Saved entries
══════════════════════════════

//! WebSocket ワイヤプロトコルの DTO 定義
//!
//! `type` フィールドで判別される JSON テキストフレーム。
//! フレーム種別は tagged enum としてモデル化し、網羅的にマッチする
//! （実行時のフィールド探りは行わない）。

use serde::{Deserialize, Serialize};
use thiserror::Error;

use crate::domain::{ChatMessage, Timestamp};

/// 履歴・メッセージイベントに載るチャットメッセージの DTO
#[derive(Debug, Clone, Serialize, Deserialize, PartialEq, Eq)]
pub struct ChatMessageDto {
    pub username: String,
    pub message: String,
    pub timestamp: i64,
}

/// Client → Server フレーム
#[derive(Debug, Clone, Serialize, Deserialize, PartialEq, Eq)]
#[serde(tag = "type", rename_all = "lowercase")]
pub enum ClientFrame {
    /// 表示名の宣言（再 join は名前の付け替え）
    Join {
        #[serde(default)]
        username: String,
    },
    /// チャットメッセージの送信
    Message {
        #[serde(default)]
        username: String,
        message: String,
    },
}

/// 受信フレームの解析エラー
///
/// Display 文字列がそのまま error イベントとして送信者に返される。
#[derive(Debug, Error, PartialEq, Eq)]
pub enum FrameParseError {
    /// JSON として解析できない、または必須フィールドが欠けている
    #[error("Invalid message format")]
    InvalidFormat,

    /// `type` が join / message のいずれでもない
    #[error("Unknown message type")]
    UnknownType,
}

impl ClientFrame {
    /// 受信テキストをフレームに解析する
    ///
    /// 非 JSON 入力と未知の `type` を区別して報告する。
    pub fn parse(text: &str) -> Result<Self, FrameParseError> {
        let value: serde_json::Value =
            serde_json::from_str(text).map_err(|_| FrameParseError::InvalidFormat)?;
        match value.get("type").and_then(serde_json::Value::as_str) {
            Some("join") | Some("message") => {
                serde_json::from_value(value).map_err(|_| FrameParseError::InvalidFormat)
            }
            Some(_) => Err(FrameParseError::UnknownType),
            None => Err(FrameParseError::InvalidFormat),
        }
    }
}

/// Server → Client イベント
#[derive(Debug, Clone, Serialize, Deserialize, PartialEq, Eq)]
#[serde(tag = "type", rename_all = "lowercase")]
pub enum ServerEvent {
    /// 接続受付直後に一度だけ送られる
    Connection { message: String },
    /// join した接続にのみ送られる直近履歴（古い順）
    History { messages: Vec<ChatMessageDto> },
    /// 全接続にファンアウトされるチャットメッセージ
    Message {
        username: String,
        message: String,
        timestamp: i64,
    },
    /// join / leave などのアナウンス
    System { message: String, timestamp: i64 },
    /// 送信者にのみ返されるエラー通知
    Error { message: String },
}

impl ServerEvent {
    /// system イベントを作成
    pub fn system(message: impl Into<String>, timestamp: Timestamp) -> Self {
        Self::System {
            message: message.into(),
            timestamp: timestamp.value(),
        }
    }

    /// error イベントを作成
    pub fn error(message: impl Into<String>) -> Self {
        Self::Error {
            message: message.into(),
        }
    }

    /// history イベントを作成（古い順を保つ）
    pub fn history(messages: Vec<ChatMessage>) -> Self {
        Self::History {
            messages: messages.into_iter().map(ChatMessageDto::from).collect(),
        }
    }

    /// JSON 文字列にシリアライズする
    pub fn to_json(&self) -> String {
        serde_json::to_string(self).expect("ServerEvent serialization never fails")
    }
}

══════════════════════════════

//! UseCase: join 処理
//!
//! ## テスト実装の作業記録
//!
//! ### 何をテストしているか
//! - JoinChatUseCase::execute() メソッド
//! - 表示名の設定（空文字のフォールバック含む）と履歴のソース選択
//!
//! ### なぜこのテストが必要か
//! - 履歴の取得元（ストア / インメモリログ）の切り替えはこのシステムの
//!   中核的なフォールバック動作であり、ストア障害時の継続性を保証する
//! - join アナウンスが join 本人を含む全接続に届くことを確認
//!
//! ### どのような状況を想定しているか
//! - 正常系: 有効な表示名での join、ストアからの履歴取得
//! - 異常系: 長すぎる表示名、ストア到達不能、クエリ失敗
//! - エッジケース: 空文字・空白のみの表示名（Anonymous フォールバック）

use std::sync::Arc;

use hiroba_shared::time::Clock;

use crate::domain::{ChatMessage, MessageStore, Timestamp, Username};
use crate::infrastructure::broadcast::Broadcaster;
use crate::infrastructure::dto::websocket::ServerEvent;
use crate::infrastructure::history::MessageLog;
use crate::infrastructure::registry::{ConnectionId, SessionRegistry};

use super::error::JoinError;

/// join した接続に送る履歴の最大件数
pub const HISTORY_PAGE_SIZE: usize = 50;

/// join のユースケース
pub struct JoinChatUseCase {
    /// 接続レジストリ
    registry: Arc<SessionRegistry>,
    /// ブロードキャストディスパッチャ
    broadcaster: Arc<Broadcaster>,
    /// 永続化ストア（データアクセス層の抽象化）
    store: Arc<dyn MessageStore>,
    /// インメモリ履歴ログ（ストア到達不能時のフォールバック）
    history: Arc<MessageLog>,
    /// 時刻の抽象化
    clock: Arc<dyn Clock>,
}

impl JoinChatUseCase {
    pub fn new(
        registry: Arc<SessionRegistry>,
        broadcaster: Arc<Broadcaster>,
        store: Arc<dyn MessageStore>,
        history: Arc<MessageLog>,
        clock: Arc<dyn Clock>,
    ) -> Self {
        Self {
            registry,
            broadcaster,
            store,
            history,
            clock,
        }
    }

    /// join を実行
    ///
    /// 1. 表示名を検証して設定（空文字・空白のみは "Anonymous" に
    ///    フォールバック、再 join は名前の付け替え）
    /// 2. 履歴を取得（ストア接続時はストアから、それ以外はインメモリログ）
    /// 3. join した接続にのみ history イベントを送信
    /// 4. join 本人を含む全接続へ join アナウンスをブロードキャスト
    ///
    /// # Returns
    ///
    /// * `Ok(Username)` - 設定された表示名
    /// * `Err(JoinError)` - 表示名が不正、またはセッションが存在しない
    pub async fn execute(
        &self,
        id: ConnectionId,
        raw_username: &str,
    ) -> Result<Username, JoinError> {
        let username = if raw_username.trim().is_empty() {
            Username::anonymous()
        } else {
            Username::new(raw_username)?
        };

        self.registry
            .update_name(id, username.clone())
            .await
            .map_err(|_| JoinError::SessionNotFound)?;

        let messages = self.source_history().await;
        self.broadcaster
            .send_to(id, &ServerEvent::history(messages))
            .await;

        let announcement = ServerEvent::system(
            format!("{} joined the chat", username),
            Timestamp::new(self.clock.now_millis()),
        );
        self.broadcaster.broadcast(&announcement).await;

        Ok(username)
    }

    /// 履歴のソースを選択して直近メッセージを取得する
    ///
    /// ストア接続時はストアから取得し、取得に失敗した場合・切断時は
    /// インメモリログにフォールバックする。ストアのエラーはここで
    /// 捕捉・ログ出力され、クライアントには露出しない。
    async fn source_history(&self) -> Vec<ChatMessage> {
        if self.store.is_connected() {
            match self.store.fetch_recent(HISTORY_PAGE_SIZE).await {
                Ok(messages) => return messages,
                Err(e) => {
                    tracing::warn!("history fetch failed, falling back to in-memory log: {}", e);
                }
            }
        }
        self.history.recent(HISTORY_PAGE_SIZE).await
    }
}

══════════════════════════════

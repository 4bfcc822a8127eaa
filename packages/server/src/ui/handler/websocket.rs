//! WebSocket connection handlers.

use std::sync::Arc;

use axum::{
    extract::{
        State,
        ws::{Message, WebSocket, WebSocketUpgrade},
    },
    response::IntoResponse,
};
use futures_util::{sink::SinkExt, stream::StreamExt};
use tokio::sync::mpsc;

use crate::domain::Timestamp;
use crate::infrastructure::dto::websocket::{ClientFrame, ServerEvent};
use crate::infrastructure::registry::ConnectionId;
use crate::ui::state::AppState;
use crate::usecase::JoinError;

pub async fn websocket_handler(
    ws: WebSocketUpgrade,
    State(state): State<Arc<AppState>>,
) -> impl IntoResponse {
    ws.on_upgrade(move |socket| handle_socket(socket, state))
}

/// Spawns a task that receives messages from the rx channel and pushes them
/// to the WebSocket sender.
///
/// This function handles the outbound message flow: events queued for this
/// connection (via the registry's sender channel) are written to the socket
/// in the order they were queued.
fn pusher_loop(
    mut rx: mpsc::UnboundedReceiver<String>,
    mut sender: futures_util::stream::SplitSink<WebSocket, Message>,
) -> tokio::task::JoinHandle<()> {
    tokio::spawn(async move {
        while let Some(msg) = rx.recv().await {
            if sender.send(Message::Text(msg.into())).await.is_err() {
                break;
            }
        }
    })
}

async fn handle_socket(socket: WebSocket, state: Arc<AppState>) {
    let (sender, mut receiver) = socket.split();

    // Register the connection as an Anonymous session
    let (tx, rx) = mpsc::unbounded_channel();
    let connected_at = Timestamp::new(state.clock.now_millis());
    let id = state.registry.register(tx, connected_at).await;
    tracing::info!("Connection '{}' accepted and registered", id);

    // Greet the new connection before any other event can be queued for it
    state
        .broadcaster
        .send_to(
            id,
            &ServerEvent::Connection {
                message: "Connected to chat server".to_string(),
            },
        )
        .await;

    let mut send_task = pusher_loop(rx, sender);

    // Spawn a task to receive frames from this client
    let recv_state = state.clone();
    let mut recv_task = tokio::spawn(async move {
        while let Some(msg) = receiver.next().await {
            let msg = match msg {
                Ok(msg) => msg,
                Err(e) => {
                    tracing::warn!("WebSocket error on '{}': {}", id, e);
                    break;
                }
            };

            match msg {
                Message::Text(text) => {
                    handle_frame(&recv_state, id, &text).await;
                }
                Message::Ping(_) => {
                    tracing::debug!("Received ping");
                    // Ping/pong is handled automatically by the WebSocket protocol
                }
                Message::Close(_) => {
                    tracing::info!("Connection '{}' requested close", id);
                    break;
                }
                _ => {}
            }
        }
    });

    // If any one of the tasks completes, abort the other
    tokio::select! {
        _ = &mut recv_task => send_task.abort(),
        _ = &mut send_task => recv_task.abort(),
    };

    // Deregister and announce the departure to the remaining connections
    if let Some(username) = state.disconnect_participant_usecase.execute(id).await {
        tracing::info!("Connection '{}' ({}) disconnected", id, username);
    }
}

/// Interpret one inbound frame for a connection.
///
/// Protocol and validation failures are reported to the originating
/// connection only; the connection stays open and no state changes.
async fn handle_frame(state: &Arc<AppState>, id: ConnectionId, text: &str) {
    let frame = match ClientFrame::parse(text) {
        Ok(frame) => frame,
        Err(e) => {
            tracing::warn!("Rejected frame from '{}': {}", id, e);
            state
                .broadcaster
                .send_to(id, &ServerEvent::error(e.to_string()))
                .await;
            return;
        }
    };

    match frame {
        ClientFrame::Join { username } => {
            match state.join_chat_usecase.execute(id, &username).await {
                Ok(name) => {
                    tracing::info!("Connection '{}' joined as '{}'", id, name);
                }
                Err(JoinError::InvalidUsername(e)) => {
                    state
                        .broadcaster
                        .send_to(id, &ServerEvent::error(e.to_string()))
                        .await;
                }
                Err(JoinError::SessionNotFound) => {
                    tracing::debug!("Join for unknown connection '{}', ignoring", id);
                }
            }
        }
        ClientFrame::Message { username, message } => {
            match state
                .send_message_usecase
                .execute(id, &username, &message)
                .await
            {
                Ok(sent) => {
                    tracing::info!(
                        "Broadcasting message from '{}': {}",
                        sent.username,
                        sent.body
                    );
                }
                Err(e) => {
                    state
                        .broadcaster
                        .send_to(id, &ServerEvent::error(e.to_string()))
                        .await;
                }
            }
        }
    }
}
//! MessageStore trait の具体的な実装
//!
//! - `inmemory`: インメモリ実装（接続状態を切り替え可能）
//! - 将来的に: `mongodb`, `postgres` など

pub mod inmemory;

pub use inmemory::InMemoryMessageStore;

══════════════════════════════

_Exercise:_
Among the lines of the entries above, count those containing the string "InvalidFormat". Write the number alone.

_Response area:_
4